The uncinate fasciculus is an association fiber, which connects structures in the prefrontal cortex (specifically the orbital frontal cortex) with anterior temporal lobe structures as well as the amygdala. These regions are thought to be important for emotional regulation and processing, decision-making, and reward valuation and anticipation. In a study of behavioral interventions, increased adherence to therapy and improved clinical outcomes correlated with higher FA values in the uncinate fasciculus (Pardini et al. 2012). In infants, higher FA in the uncinate fasciculus at 6 months of age was predictive of greater social communication at 9 months of age (Elison et al. 2013).

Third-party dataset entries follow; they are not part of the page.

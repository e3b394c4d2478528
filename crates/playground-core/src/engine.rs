//! The simulation engine: agent registry, lifecycle state machine and
//! tick observers.
//!
//! ```text
//! Idle -> Running -> Paused -> Running -> Completed
//!                  \-> Failed
//! ```
//!
//! The engine is the only writer of simulation state. Observers registered
//! with [`Engine::register_callback`] or [`Engine::register_observer`] see
//! a read-only [`TickView`] at the start and end of every tick; an observer
//! error is logged and the tick carries on. Pause and stop requests can come
//! from any thread through the [`OperatorState`] returned by
//! [`Engine::control`] and take effect between ticks.

use std::collections::BTreeMap;
use std::sync::Arc;

use playground_agents::{Agent, AgentError, AgentSpawn};
use playground_events::EventBus;
use playground_types::{
    AgentId, AgentSnapshot, CallbackPhase, EndReason, EngineStatus, Event, EventDetails, RunId, WorldSnapshot,
};
use playground_world::{GridStats, SpatialError, SpatialGrid, WeatherSystem, World, WorldError, WorldStats};
use serde::{Deserialize, Serialize};
use tracing::{debug, error, info, warn};

use crate::clock::{ClockError, SimulationClock};
use crate::config::{ConfigError, SimulationConfig};
use crate::operator::OperatorState;
use crate::tick::{self, SimulationState, TickError};

/// Errors returned by engine operations.
#[derive(Debug, thiserror::Error)]
pub enum EngineError {
    /// The configuration was rejected.
    #[error("configuration error: {source}")]
    Config {
        /// The underlying configuration error.
        #[from]
        source: ConfigError,
    },

    /// The world could not be built.
    #[error("world error: {source}")]
    World {
        /// The underlying world error.
        #[from]
        source: WorldError,
    },

    /// The spatial index rejected an operation.
    #[error("spatial index error: {source}")]
    Spatial {
        /// The underlying grid error.
        #[from]
        source: SpatialError,
    },

    /// An agent could not be created.
    #[error("agent error: {source}")]
    Agent {
        /// The underlying agent error.
        #[from]
        source: AgentError,
    },

    /// The clock could not be built.
    #[error("clock error: {source}")]
    Clock {
        /// The underlying clock error.
        #[from]
        source: ClockError,
    },

    /// A tick failed. The engine is now [`EngineStatus::Failed`].
    #[error("tick failed: {source}")]
    Tick {
        /// The underlying tick error.
        #[from]
        source: TickError,
    },

    /// The registry is full.
    #[error("agent capacity of {max_agents} exceeded")]
    CapacityExceeded {
        /// Configured limit.
        max_agents: usize,
    },

    /// The agent id counter is exhausted.
    #[error("agent id space exhausted")]
    IdExhausted,

    /// No live agent has this id.
    #[error("agent {agent} not found")]
    AgentNotFound {
        /// The requested id.
        agent: AgentId,
    },

    /// The engine cannot run ticks in its current state.
    #[error("engine is {status:?} and cannot run")]
    NotRunnable {
        /// Current status.
        status: EngineStatus,
    },
}

/// Error returned by a tick observer. Logged by the engine, never fatal.
#[derive(Debug, thiserror::Error)]
#[error("{reason}")]
pub struct ObserverError {
    /// What went wrong.
    pub reason: String,
}

impl ObserverError {
    /// Build an error from any message.
    pub fn new(reason: impl Into<String>) -> Self {
        Self { reason: reason.into() }
    }
}

/// Read-only view of the engine handed to observers.
#[derive(Debug, Clone, Copy)]
pub struct TickView<'a> {
    /// Tick the view belongs to.
    pub tick: u64,
    /// Where in the tick the view was taken.
    pub phase: CallbackPhase,
    /// Engine status when the view was taken.
    pub status: EngineStatus,
    /// Live agents.
    pub agents: &'a BTreeMap<AgentId, Agent>,
    /// Environment.
    pub world: &'a World,
    /// At `TickStart`, events queued since the last tick (spawns). At
    /// `TickEnd`, every event of the tick just run.
    pub events: &'a [Event],
}

/// Something that watches ticks.
pub trait TickObserver: Send {
    /// Called once per tick in each phase the observer is registered for.
    fn on_tick(&mut self, view: &TickView<'_>) -> Result<(), ObserverError>;
}

/// Adapter turning a closure into a [`TickObserver`].
struct FnObserver<F>(F);

impl<F> TickObserver for FnObserver<F>
where
    F: FnMut(&TickView<'_>) -> Result<(), ObserverError> + Send,
{
    fn on_tick(&mut self, view: &TickView<'_>) -> Result<(), ObserverError> {
        (self.0)(view)
    }
}

/// How a call to [`Engine::run`] ended.
#[derive(Debug, Clone, Copy, PartialEq, Eq, Serialize, Deserialize)]
pub struct RunOutcome {
    /// Why the loop stopped.
    pub end_reason: EndReason,
    /// Ticks executed during this call.
    pub ticks_run: u64,
    /// Clock tick after the last executed tick.
    pub final_tick: u64,
    /// Live agents at the end.
    pub agents_alive: usize,
}

/// Serializable engine status for logs and summaries.
#[derive(Debug, Clone, PartialEq, Serialize, Deserialize)]
pub struct StatusReport {
    /// Run correlation id.
    pub run_id: RunId,
    /// Current tick.
    pub tick: u64,
    /// Lifecycle state.
    pub status: EngineStatus,
    /// Why the run ended, once it has.
    pub end_reason: Option<EndReason>,
    /// Live agents.
    pub agents_alive: usize,
    /// Agents ever added.
    pub agents_spawned: u64,
    /// Simulated seconds.
    pub elapsed_time: f64,
    /// Configured tick budget (0 = unlimited).
    pub max_steps: u64,
    /// Wall-clock seconds since the engine was built.
    pub wall_seconds: u64,
    /// ISO 8601 start time.
    pub started_at: String,
}

type ObserverSlot = (CallbackPhase, Box<dyn TickObserver>);

/// Owns all simulation state and drives it one tick at a time.
pub struct Engine {
    run_id: RunId,
    state: SimulationState,
    status: EngineStatus,
    end_reason: Option<EndReason>,
    operator: Arc<OperatorState>,
    observers: Vec<ObserverSlot>,
    next_agent_id: AgentId,
    agents_spawned: u64,
}

impl core::fmt::Debug for Engine {
    fn fmt(&self, f: &mut core::fmt::Formatter<'_>) -> core::fmt::Result {
        f.debug_struct("Engine")
            .field("run_id", &self.run_id)
            .field("tick", &self.state.clock.tick())
            .field("status", &self.status)
            .field("agents", &self.state.agents.len())
            .field("observers", &self.observers.len())
            .finish_non_exhaustive()
    }
}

The corpus callosum is the largest white matter structure in the brain, connecting the left and right cerebral hemispheres. It is involved in many cerebral functions including integration of sensory and motor information, as well as many higher cognitive tasks such as problem solving, executive function, planning, language, and social cognition and communication (Bellani et al. 2013a). Congenital absence of a corpus callosum (called ‘agenesis of the corpus callosum’) is a condition often associated with developmental delay and motor impairment, although at times can be asymptomatic as well. A screening survey on children with agenesis of the corpus callosum found that 45 % were over the cut-off for autism spectrum disorder (Lau et al. 2013).